### Your instructions
Check every line below for the word "after" and copy each one that has it.

### Data provided
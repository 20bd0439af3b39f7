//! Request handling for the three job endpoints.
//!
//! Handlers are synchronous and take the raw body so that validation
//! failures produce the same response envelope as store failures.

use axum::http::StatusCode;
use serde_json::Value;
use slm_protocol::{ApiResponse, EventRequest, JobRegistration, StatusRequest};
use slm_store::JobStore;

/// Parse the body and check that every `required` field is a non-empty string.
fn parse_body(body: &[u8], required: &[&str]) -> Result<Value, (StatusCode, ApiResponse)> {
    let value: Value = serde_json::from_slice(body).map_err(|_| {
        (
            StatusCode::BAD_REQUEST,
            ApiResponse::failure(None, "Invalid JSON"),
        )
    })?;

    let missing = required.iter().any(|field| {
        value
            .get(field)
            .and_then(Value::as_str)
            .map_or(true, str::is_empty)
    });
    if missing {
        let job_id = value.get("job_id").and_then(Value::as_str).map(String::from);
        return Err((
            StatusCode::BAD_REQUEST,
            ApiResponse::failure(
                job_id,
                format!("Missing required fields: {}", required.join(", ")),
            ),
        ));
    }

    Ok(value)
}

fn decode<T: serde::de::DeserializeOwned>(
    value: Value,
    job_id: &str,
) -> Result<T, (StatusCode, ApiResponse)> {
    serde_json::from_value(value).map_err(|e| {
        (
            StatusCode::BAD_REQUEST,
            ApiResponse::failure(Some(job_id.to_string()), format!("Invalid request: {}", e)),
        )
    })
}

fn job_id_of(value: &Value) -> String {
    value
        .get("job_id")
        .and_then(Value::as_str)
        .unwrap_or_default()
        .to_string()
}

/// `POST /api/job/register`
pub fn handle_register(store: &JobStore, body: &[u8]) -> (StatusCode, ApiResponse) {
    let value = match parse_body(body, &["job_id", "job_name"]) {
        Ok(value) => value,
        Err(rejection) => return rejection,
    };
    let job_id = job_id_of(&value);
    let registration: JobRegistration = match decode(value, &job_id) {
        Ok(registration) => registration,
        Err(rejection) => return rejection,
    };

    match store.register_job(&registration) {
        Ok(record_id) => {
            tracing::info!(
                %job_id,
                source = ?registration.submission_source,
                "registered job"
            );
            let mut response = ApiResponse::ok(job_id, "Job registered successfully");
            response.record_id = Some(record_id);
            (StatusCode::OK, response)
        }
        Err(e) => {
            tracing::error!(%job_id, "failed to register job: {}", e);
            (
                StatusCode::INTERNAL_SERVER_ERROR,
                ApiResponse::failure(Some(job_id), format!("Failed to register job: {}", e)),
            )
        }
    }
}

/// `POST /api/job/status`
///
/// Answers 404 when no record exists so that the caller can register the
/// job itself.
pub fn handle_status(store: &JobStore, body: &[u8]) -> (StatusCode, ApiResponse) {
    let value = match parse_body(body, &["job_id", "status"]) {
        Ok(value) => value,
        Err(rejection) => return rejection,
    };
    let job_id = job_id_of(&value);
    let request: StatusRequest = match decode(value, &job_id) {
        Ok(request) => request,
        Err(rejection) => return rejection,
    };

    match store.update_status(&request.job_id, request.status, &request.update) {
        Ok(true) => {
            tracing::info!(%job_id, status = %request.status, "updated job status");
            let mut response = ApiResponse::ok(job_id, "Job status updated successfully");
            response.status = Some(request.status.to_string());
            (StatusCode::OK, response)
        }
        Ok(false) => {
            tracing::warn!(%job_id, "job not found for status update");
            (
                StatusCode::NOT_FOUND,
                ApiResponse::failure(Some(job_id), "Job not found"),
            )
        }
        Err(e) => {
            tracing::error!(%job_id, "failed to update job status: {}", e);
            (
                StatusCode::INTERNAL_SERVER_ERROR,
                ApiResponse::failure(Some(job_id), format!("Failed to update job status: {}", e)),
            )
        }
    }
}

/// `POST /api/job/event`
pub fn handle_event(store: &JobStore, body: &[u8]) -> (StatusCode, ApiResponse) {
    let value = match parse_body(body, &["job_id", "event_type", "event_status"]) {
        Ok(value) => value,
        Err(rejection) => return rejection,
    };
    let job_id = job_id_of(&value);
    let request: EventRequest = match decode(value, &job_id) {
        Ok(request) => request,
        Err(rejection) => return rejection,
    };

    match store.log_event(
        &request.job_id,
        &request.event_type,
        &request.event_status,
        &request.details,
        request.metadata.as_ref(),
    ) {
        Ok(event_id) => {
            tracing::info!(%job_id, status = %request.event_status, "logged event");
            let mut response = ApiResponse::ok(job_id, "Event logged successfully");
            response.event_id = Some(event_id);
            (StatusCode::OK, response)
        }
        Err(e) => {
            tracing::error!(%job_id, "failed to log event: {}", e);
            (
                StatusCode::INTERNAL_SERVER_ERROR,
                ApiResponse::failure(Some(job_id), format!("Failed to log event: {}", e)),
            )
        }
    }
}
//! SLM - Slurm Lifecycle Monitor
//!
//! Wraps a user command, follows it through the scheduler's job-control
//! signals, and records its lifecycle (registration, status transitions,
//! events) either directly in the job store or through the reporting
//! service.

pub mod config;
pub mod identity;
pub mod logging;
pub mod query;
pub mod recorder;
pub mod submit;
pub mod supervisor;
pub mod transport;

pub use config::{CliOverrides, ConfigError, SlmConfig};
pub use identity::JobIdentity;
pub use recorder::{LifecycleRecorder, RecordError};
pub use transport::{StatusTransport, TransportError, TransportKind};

==

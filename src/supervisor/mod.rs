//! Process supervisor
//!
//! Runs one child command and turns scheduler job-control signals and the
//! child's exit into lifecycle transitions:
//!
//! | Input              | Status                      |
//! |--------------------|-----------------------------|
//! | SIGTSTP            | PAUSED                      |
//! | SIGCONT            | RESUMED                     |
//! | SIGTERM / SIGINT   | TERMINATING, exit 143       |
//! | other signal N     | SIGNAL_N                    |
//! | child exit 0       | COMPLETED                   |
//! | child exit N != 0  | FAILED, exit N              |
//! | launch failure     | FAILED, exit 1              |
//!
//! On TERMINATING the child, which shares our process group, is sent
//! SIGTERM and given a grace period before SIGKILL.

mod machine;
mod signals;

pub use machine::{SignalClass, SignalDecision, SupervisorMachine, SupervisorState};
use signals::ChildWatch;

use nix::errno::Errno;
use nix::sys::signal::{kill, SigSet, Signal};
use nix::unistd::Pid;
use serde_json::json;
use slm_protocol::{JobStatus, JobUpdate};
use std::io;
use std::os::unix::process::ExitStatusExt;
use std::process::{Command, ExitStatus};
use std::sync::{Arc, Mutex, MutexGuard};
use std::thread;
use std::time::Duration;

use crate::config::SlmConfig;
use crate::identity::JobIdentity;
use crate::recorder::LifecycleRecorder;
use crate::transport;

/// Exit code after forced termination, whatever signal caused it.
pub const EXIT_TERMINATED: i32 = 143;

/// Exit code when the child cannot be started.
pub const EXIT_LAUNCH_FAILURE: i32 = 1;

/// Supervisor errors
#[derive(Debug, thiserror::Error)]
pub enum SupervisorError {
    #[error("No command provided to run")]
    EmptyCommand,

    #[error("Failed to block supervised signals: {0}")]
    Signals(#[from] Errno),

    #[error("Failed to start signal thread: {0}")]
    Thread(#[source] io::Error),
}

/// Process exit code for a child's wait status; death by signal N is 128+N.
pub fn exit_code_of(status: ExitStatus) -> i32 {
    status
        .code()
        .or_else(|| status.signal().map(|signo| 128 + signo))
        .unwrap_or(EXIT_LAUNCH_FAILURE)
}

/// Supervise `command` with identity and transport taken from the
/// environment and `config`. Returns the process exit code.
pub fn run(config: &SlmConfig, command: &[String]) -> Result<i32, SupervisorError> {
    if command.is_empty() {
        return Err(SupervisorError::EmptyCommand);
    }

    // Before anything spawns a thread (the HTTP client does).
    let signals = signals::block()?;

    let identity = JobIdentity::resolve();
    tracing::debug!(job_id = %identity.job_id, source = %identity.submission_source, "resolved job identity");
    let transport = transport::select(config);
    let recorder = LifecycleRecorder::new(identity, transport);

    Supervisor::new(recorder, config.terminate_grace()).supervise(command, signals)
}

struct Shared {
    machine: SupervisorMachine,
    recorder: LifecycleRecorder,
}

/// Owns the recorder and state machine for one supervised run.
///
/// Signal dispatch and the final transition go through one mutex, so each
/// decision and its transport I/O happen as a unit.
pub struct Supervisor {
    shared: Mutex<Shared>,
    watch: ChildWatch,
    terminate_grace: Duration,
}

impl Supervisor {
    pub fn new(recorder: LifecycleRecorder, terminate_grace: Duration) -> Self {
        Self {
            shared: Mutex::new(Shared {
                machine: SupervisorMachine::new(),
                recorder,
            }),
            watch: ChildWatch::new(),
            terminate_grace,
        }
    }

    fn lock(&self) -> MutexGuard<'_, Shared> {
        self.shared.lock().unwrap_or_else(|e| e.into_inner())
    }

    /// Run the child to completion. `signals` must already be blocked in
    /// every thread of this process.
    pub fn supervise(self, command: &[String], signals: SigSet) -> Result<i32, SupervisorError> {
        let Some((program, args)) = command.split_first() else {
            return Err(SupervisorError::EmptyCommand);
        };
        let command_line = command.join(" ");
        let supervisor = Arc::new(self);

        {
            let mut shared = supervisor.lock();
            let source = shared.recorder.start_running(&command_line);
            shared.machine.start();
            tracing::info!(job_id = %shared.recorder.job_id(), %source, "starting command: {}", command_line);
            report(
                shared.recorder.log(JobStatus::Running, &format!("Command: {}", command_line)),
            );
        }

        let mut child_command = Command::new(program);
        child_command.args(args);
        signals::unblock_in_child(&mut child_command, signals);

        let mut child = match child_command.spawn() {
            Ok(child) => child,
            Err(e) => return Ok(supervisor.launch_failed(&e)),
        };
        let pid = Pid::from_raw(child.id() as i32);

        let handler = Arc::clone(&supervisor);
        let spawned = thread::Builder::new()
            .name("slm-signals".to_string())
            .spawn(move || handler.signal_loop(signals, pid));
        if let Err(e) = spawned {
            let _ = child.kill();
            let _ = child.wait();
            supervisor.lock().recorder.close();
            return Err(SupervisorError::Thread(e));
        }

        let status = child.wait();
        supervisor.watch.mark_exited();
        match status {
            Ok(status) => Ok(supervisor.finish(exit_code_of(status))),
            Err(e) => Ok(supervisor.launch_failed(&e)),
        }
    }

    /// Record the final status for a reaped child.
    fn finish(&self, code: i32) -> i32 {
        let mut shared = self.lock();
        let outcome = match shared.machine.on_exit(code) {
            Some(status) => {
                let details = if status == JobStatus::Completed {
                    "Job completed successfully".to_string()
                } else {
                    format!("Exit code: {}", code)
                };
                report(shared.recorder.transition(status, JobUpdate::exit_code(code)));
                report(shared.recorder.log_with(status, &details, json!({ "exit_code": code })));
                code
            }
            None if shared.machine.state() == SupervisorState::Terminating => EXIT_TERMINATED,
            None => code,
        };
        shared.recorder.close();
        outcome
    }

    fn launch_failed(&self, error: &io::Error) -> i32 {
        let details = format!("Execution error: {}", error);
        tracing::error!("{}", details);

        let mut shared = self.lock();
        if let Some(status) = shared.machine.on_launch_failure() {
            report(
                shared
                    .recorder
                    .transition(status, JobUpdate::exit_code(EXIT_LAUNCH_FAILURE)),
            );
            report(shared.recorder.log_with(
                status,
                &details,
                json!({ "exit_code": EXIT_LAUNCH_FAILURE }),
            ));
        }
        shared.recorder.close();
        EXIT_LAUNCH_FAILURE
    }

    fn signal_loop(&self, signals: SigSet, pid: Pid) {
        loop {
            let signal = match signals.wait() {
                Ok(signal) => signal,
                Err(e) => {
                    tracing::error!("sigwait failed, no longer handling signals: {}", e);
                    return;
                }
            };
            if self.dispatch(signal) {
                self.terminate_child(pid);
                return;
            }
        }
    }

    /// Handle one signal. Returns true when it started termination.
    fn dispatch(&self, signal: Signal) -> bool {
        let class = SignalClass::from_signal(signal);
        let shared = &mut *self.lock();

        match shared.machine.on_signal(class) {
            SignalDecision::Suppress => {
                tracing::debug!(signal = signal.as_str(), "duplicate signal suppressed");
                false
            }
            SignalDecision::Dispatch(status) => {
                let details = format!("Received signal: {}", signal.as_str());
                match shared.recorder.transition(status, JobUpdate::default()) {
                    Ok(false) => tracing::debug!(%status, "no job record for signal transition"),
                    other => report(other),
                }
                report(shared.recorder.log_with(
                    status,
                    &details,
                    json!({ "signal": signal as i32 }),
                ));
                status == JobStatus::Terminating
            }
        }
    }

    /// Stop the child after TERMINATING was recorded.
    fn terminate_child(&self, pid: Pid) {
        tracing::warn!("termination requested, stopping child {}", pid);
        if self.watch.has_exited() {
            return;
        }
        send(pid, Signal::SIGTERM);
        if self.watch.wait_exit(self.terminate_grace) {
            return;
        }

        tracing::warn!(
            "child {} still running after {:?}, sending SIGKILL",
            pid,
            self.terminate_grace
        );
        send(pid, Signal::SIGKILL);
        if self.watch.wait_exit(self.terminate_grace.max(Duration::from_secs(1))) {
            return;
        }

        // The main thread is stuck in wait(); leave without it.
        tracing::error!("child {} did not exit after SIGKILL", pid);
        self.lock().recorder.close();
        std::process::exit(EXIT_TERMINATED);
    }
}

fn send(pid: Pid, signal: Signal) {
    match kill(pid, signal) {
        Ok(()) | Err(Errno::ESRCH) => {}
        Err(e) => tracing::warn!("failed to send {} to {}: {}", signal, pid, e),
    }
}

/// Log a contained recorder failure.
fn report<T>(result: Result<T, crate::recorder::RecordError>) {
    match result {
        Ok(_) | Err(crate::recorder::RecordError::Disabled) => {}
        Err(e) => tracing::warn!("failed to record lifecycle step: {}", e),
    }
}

--

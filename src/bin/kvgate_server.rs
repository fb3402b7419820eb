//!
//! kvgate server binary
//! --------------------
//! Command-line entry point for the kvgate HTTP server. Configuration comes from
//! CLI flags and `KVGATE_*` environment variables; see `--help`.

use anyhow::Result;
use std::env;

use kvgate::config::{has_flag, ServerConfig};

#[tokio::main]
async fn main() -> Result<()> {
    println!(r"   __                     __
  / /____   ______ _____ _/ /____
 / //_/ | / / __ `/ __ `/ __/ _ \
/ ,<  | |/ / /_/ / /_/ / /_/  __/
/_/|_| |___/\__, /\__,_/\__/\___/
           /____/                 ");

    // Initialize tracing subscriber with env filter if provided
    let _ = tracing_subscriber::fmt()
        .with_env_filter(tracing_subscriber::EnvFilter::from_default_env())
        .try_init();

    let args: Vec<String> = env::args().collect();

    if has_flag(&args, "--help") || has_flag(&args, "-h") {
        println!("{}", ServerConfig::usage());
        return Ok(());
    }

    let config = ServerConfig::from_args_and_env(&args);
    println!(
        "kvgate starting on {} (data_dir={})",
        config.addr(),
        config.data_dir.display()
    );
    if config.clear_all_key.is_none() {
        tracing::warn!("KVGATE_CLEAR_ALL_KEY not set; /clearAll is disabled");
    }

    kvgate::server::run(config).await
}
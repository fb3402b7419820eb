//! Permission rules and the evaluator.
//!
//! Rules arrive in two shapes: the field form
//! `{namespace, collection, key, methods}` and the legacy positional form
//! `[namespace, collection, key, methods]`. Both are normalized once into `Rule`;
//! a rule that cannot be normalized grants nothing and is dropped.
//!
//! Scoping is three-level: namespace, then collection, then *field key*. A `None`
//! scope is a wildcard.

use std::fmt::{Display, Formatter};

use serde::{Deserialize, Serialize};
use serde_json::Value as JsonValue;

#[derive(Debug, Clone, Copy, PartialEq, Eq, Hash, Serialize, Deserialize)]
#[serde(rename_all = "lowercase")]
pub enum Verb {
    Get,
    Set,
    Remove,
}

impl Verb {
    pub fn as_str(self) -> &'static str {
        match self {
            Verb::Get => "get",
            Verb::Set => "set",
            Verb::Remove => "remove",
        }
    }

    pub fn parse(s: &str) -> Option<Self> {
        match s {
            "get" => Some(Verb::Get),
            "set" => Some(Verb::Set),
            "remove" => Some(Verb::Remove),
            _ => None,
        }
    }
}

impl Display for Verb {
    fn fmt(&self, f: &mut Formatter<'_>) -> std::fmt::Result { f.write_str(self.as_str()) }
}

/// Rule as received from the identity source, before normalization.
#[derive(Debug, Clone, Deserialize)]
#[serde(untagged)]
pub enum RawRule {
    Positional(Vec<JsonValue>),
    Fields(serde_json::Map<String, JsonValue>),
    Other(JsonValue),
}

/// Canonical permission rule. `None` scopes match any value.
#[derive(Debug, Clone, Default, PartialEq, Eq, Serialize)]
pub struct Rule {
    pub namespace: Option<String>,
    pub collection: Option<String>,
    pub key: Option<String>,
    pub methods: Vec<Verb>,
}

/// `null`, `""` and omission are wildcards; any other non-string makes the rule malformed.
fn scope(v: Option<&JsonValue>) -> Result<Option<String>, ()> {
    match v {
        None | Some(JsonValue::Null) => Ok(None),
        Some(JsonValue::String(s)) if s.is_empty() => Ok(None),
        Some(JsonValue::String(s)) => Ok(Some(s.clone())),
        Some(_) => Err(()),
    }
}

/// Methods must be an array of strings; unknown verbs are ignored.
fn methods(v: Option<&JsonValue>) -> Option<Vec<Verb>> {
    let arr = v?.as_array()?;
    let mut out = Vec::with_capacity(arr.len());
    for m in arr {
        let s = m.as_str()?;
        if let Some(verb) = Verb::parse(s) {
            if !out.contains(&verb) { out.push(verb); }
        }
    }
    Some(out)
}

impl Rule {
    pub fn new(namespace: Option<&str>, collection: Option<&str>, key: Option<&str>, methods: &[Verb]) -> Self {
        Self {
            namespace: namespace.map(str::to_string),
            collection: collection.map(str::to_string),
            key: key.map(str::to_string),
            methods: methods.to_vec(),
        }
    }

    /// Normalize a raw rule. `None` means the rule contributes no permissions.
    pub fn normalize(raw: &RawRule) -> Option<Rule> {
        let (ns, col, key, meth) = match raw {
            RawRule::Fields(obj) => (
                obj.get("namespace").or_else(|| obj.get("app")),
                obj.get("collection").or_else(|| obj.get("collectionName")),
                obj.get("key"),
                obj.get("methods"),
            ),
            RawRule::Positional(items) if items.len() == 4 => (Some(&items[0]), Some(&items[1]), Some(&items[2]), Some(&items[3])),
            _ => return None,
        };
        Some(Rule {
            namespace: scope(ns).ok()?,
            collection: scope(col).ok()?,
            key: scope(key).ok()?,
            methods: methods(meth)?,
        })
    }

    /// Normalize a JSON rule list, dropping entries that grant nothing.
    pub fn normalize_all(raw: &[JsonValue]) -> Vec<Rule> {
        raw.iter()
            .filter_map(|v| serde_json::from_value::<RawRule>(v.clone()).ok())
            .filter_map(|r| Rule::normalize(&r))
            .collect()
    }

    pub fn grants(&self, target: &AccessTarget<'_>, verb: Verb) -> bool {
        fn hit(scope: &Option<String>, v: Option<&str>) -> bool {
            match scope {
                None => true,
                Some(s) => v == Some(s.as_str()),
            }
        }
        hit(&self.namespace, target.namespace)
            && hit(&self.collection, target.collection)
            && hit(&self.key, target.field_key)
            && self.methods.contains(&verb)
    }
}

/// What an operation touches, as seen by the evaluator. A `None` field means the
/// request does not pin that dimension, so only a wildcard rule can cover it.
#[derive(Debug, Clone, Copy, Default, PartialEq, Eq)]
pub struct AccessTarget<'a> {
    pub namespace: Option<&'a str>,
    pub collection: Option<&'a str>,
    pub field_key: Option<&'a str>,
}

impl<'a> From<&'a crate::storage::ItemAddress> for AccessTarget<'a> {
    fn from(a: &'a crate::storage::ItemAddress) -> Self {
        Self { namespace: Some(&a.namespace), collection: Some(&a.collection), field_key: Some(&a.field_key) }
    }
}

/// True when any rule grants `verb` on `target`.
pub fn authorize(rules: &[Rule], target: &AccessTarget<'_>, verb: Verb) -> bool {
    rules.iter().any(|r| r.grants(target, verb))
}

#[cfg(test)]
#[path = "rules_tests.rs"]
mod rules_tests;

### Your response
/// Exit code after forced termination, whatever signal caused it.
    /// Stop the child after TERMINATING was recorded.
            "child {} still running after {:?}, sending SIGKILL",
        tracing::error!("child {} did not exit after SIGKILL", pid);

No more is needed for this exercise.